第二天醒來時,太陽已經老高了,蘇青只記得昨晚心情高興,喝了不少酒,酒量不錯的她竟然喝醉了,連怎麼回到屋子裡都沒了印象。
睜開眼就看到牀頭蹲着滿眼擔憂的大白,心底流過一絲暖意,這狼是真心實意地關心自己。
洗漱後,吃了母親留在鍋裡的早飯,又動手給大白燉了一盆肉,待大白吃完,稍微收拾了下,就去了二叔家,正好看見一輛警車從他們家開走。
“我來時見一輛警車離開,出什麼事了?”蘇青進屋,見六爺和二叔都在,打過招呼,就問道。
“還不是上次偷獵者的事情。

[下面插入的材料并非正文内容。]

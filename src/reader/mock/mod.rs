//! In-memory filesystem for testing readers without a real `/proc`.
//!
//! `MockFs` and its pre-built scenarios are public so downstream crates can
//! feed their own tests with canned `/proc` contents.

mod filesystem;
mod scenarios;

pub use filesystem::MockFs;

”二叔眼裡閃過一絲狠戾,狠狠地說道:
“這羣狗孃養的,真是狡猾,警察幾次上山都撲了空,可從山上的動物爪印來看,他們一直都沒放棄獵殺動物,而且根據調查,被獵的都是國家一級保護動物,鹿。”
六爺在一旁吧嗒口煙,嘆氣道:“早些年也有偷獵者,可也不像這夥人這麼猖狂,連警察都不放在眼裡,據他們講,前段時間大興安嶺那裡,也有一夥人專獵殺鹿,當地警察幾次上山,都一無所獲,他們似乎像是長了眼睛一般,一旦警察下山,就頻繁作案,後來警察加大重視,在山上蹲點,卻再沒發現沒他們的蹤跡。”
二叔斷定道:“這肯定是同一夥人,作案手法連警察都說如出一撤,一定是組織龐大的慣犯,我看想抓住他們,難!這幫人的武器裝備,他孃的!連警察都不上,更何況我們這些老土的獵槍。”
說道這,二叔想到什麼,轉頭看向蘇青,慎重囑咐道:“在這夥人沒抓住前,你就不要上山了,即使有大白跟着也不行。”
蘇青見二叔這樣嚴肅,也知道這幫人的危險性,一時間倒犯起愁來,空間裡的藥材不能往外賣,她又急於攢錢,就指望着上山多挖點藥材換錢呢?這不上山,豈不是斷了財路,這幫偷獵者真是害人不淺。
“難道抓不到這幫人,我們村子裡的人就不能上山了嗎?”蘇青忍不住問道。
“目前也只能這樣,只希望警察趕快將他們繩之以法,村民大多靠山收點外快,這樣拖延下去,村子裡的人這個年不好過啊……”六爺是村長,擔心更多的是村民的生計問題。
蘇青給二叔檢查了腿,發現一切恢復良好,在回家之前,二叔又再次囑咐她這段時間不要上山,蘇青點頭應着。